There are a number of cultural considerations in giving contact gestures of welcome or support to patients, as many cultures vary in their receptivity to contact and opposite gender touch. Respect for other cultures, and observation of their mores, requires knowledge of the cultures and an appreciation of how best to accommodate the patient’s cultural or religious boundaries. The touching of a female—both married and unmarried—in some religious patients, especially Muslim, may be considered inappropriate. When entering the room, the male otolaryngologist must take in the gestalt of the situation, and, if in doubt, should not attempt to shake hands with the female patient, especially if they are in traditional dress.
Owing to the increase in medical mission trips by otolaryngologists in the past two decades, more otolaryngologists are becoming aware and knowledgeable of some of the restrictions on patient contact. One can rarely go wrong, if uncertain, by presenting a pleasant smile and proffering a polite greeting instead of a handshake. This author, even recognizing the presumed “assent” to a physical examination by being present in the examination room, has taken to always asking for permission to perform the physical examination. This sets the stage for beginning the professional contact for the head and neck examination. For female patients who have a covered head, one has to be a bit more specific about the examination requests, and be comfortable with performing the examination with the head covering on the patient—it can be done quite well, in fact. For a married woman who is covered, it may be appropriate to also request a head-nod assent from the husband or father of the female patient for good measure.

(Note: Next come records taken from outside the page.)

//! Fetch coordination
//!
//! The coordinator owns `FetchState`. It starts at most one fetch per
//! parameter set, classifies failures, and discards results that arrive
//! after their parameters were superseded or the dashboard was torn down.

use crate::classify::classify_error;
use crate::controller::ControllerEvent;
use crate::report::SnapshotListener;
use crate::source::StatsSource;
use crate::state::{FetchState, FetchStatus, QUOTA_BANNER};
use advisor_core::{AdvisorError, DashboardSnapshot, FetchParams, Result};
use std::sync::atomic::{AtomicBool, Ordering};
use std::sync::Arc;
use tokio::sync::mpsc::UnboundedSender;
use tracing::{debug, info, warn};

/// Liveness flag captured when a fetch starts.
///
/// Cleared when the fetch is superseded, applied, or the dashboard is torn
/// down. A result whose flag is cleared is never applied.
#[derive(Debug, Clone)]
pub struct Liveness(Arc<AtomicBool>);

impl Liveness {
    fn new() -> Self {
        Self(Arc::new(AtomicBool::new(true)))
    }

    pub fn is_alive(&self) -> bool {
        self.0.load(Ordering::SeqCst)
    }

    fn clear(&self) {
        self.0.store(false, Ordering::SeqCst);
    }

    fn same_as(&self, other: &Liveness) -> bool {
        Arc::ptr_eq(&self.0, &other.0)
    }
}

/// State change produced by a completed fetch
#[derive(Debug, Clone)]
pub enum FetchTransition {
    Loaded(Arc<DashboardSnapshot>),
    QuotaExceeded,
    Failed,
}

/// Coordinates dashboard fetches
pub struct FetchCoordinator {
    source: Arc<dyn StatsSource>,
    auto_fetch: bool,
    state: FetchState,
    params: Option<FetchParams>,
    liveness: Option<Liveness>,
    quota_detail: Option<String>,
    listeners: Vec<Box<dyn SnapshotListener>>,
    tx: UnboundedSender<ControllerEvent>,
}

impl FetchCoordinator {
    pub fn new(
        source: Arc<dyn StatsSource>,
        auto_fetch: bool,
        tx: UnboundedSender<ControllerEvent>,
    ) -> Self {
        Self {
            source,
            auto_fetch,
            state: FetchState::default(),
            params: None,
            liveness: None,
            quota_detail: None,
            listeners: Vec::new(),
            tx,
        }
    }

    pub fn state(&self) -> &FetchState {
        &self.state
    }

    pub fn params(&self) -> Option<&FetchParams> {
        self.params.as_ref()
    }

    pub fn auto_fetch(&self) -> bool {
        self.auto_fetch
    }

    /// Banner text while the quota is exhausted
    pub fn quota_message(&self) -> Option<String> {
        if self.state.status != FetchStatus::QuotaExceeded {
            return None;
        }
        Some(match &self.quota_detail {
            Some(detail) => format!("{} ({})", QUOTA_BANNER, detail),
            None => QUOTA_BANNER.to_string(),
        })
    }

    /// Register a consumer of successfully loaded snapshots
    pub fn subscribe(&mut self, listener: Box<dyn SnapshotListener>) {
        self.listeners.push(listener);
    }

    /// Automatic trigger: fetch when `params` differ from the last fetch.
    ///
    /// Returns true when a fetch was started. Repeating the same params
    /// never refetches, so a quota or generic failure stays put until the
    /// selection changes.
    pub fn set_params(&mut self, params: FetchParams) -> bool {
        if self.params.as_ref() == Some(&params) {
            debug!("Params unchanged ({}), not refetching", params);
            return false;
        }
        if !self.auto_fetch {
            debug!("Auto-fetch disabled, recording params {} without fetching", params);
            self.params = Some(params);
            return false;
        }
        self.start(params);
        true
    }

    /// User-requested refetch of the current params
    pub fn refresh(&mut self) -> bool {
        if !self.auto_fetch || self.state.status == FetchStatus::Loading {
            return false;
        }
        match self.params.clone() {
            Some(params) => {
                self.start(params);
                true
            }
            None => false,
        }
    }

    fn start(&mut self, params: FetchParams) {
        if let Some(previous) = self.liveness.take() {
            previous.clear();
        }

        info!("Fetching dashboard data for {}", params);
        self.state = FetchState {
            status: FetchStatus::Loading,
            snapshot: None,
        };
        self.quota_detail = None;

        let liveness = Liveness::new();
        self.liveness = Some(liveness.clone());
        self.params = Some(params.clone());

        let source = self.source.clone();
        let tx = self.tx.clone();
        tokio::spawn(async move {
            let result = source.fetch_dashboard_data(&params).await;
            if !liveness.is_alive() {
                debug!("Fetch for {} finished after it was superseded", params);
                return;
            }
            let _ = tx.send(ControllerEvent::FetchCompleted { liveness, result });
        });
    }

    /// Apply a finished fetch.
    ///
    /// Returns `AdvisorError::StaleResultDiscarded` when the result belongs
    /// to a superseded fetch; state is untouched in that case.
    pub fn complete(
        &mut self,
        liveness: Liveness,
        result: Result<DashboardSnapshot>,
    ) -> Result<FetchTransition> {
        let current = match &self.liveness {
            Some(current) if current.same_as(&liveness) && liveness.is_alive() => current.clone(),
            _ => return Err(AdvisorError::StaleResultDiscarded),
        };
        current.clear();
        self.liveness = None;

        match result {
            Ok(snapshot) => {
                let snapshot = Arc::new(snapshot);
                self.state = FetchState {
                    status: FetchStatus::Loaded,
                    snapshot: Some(snapshot.clone()),
                };
                self.notify(&snapshot);
                Ok(FetchTransition::Loaded(snapshot))
            }
            Err(err) => match classify_error(&err) {
                AdvisorError::QuotaExceeded(detail) => {
                    warn!("Dashboard data quota exceeded: {}", detail);
                    self.state.status = FetchStatus::QuotaExceeded;
                    self.quota_detail = Some(detail);
                    Ok(FetchTransition::QuotaExceeded)
                }
                other => {
                    warn!("Dashboard fetch failed: {}", other);
                    self.state.status = FetchStatus::Failed;
                    Ok(FetchTransition::Failed)
                }
            },
        }
    }

    /// Ignore any outstanding result from now on
    pub fn teardown(&mut self) {
        if let Some(liveness) = self.liveness.take() {
            liveness.clear();
        }
    }

    fn notify(&mut self, snapshot: &Arc<DashboardSnapshot>) {
        let Some(params) = self.params.as_ref() else {
            return;
        };
        for listener in &mut self.listeners {
            listener.on_snapshot_loaded(params, snapshot);
        }
    }
}

#[cfg(test)]
mod tests {
    use super::*;
    use advisor_core::MarketMaturity;
    use async_trait::async_trait;
    use std::sync::atomic::AtomicUsize;
    use tokio::sync::mpsc;

    struct MockSource {
        calls: Arc<AtomicUsize>,
        outcome: fn() -> Result<DashboardSnapshot>,
    }

    #[async_trait]
    impl StatsSource for MockSource {
        async fn fetch_dashboard_data(&self, _params: &FetchParams) -> Result<DashboardSnapshot> {
            self.calls.fetch_add(1, Ordering::SeqCst);
            (self.outcome)()
        }
    }

    fn loaded() -> Result<DashboardSnapshot> {
        Ok(DashboardSnapshot {
            market_size_usd_b: 5.0,
            market_maturity: MarketMaturity::Growing,
            ..DashboardSnapshot::placeholder()
        })
    }

    fn quota() -> Result<DashboardSnapshot> {
        Err(AdvisorError::Other("Error: 429 quota exceeded".to_string()))
    }

    fn broken() -> Result<DashboardSnapshot> {
        Err(AdvisorError::Fetch("connection reset".to_string()))
    }

    fn coordinator(
        outcome: fn() -> Result<DashboardSnapshot>,
    ) -> (FetchCoordinator, mpsc::UnboundedReceiver<ControllerEvent>, Arc<AtomicUsize>) {
        let (tx, rx) = mpsc::unbounded_channel();
        let calls = Arc::new(AtomicUsize::new(0));
        let source = Arc::new(MockSource {
            calls: calls.clone(),
            outcome,
        });
        (FetchCoordinator::new(source, true, tx), rx, calls)
    }

    async fn next_completion(
        rx: &mut mpsc::UnboundedReceiver<ControllerEvent>,
    ) -> (Liveness, Result<DashboardSnapshot>) {
        match rx.recv().await {
            Some(ControllerEvent::FetchCompleted { liveness, result }) => (liveness, result),
            _ => panic!("expected a fetch completion"),
        }
    }

    #[tokio::test]
    async fn test_success_loads_and_notifies_once() {
        let (mut fetch, mut rx, _) = coordinator(loaded);
        let notified = Arc::new(AtomicUsize::new(0));
        let counter = notified.clone();
        fetch.subscribe(Box::new(move |_: &FetchParams, _: &Arc<DashboardSnapshot>| {
            counter.fetch_add(1, Ordering::SeqCst);
        }));

        assert!(fetch.set_params(FetchParams::new("Fintech")));
        assert_eq!(fetch.state().status, FetchStatus::Loading);
        assert!(fetch.state().snapshot.is_none());

        let (liveness, result) = next_completion(&mut rx).await;
        let again = liveness.clone();
        assert!(matches!(fetch.complete(liveness, result), Ok(FetchTransition::Loaded(_))));
        assert_eq!(fetch.state().status, FetchStatus::Loaded);
        assert_eq!(notified.load(Ordering::SeqCst), 1);

        // Replaying the same completion is stale
        let replay = fetch.complete(again, loaded());
        assert!(matches!(replay, Err(AdvisorError::StaleResultDiscarded)));
        assert_eq!(notified.load(Ordering::SeqCst), 1);
    }

    #[tokio::test]
    async fn test_quota_freezes_retries_for_same_params() {
        let (mut fetch, mut rx, calls) = coordinator(quota);
        fetch.set_params(FetchParams::new("Fintech"));

        let (liveness, result) = next_completion(&mut rx).await;
        assert!(matches!(
            fetch.complete(liveness, result),
            Ok(FetchTransition::QuotaExceeded)
        ));
        assert_eq!(fetch.state().status, FetchStatus::QuotaExceeded);
        assert!(fetch.quota_message().unwrap().contains("quota exceeded"));

        assert!(!fetch.set_params(FetchParams::new("Fintech")));
        tokio::task::yield_now().await;
        assert_eq!(calls.load(Ordering::SeqCst), 1);
        assert_eq!(fetch.state().status, FetchStatus::QuotaExceeded);

        assert!(fetch.set_params(FetchParams::new("Fintech").with_region("EMEA")));
        assert_eq!(fetch.state().status, FetchStatus::Loading);
        assert!(fetch.quota_message().is_none());
    }

    #[tokio::test]
    async fn test_generic_failure_marks_failed_without_banner() {
        let (mut fetch, mut rx, _) = coordinator(broken);
        fetch.set_params(FetchParams::new("Retail"));

        let (liveness, result) = next_completion(&mut rx).await;
        assert!(matches!(fetch.complete(liveness, result), Ok(FetchTransition::Failed)));
        assert_eq!(fetch.state().status, FetchStatus::Failed);
        assert!(fetch.quota_message().is_none());
        assert!(fetch.state().snapshot.is_none());
    }

    #[tokio::test]
    async fn test_superseded_result_is_discarded() {
        let (mut fetch, mut rx, _) = coordinator(loaded);
        fetch.set_params(FetchParams::new("Retail"));
        let (first, first_result) = next_completion(&mut rx).await;

        fetch.set_params(FetchParams::new("Energy"));
        assert!(!first.is_alive());
        assert!(matches!(
            fetch.complete(first, first_result),
            Err(AdvisorError::StaleResultDiscarded)
        ));
        assert_eq!(fetch.state().status, FetchStatus::Loading);
    }

    #[tokio::test]
    async fn test_teardown_discards_late_result() {
        let (mut fetch, mut rx, _) = coordinator(loaded);
        fetch.set_params(FetchParams::new("Retail"));
        let (liveness, result) = next_completion(&mut rx).await;

        fetch.teardown();
        assert!(matches!(
            fetch.complete(liveness, result),
            Err(AdvisorError::StaleResultDiscarded)
        ));
        assert_eq!(fetch.state().status, FetchStatus::Loading);
        assert!(fetch.state().snapshot.is_none());
    }

    #[tokio::test]
    async fn test_auto_fetch_disabled_stays_idle() {
        let (tx, _rx) = mpsc::unbounded_channel();
        let calls = Arc::new(AtomicUsize::new(0));
        let source = Arc::new(MockSource {
            calls: calls.clone(),
            outcome: loaded,
        });
        let mut fetch = FetchCoordinator::new(source, false, tx);

        assert!(!fetch.set_params(FetchParams::new("Retail")));
        assert!(!fetch.refresh());
        tokio::task::yield_now().await;
        assert_eq!(fetch.state().status, FetchStatus::Idle);
        assert_eq!(calls.load(Ordering::SeqCst), 0);
    }

    #[tokio::test]
    async fn test_refresh_retries_after_failure() {
        let (mut fetch, mut rx, calls) = coordinator(broken);
        fetch.set_params(FetchParams::new("Retail"));
        assert!(!fetch.refresh(), "refresh is ignored while loading");

        let (liveness, result) = next_completion(&mut rx).await;
        fetch.complete(liveness, result).unwrap();

        assert!(fetch.refresh());
        next_completion(&mut rx).await;
        assert_eq!(calls.load(Ordering::SeqCst), 2);
    }
}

A good piece of advice is to always be cautious about offering a gesture contact of support to a patient of another culture without a clear understanding of cultural boundaries and mores. Respecting a patient’s personal space and preferences is an important professional consideration that includes proffering a contact gesture after the assurance that it will be accepted by the patient. When in doubt, a smile and words of support and empathy are usually acceptable in most circumstances.
Dr. Holt is professor emeritus in the department of otolaryngology–head and neck surgery at the University of Texas Health Science Center in San Antonio.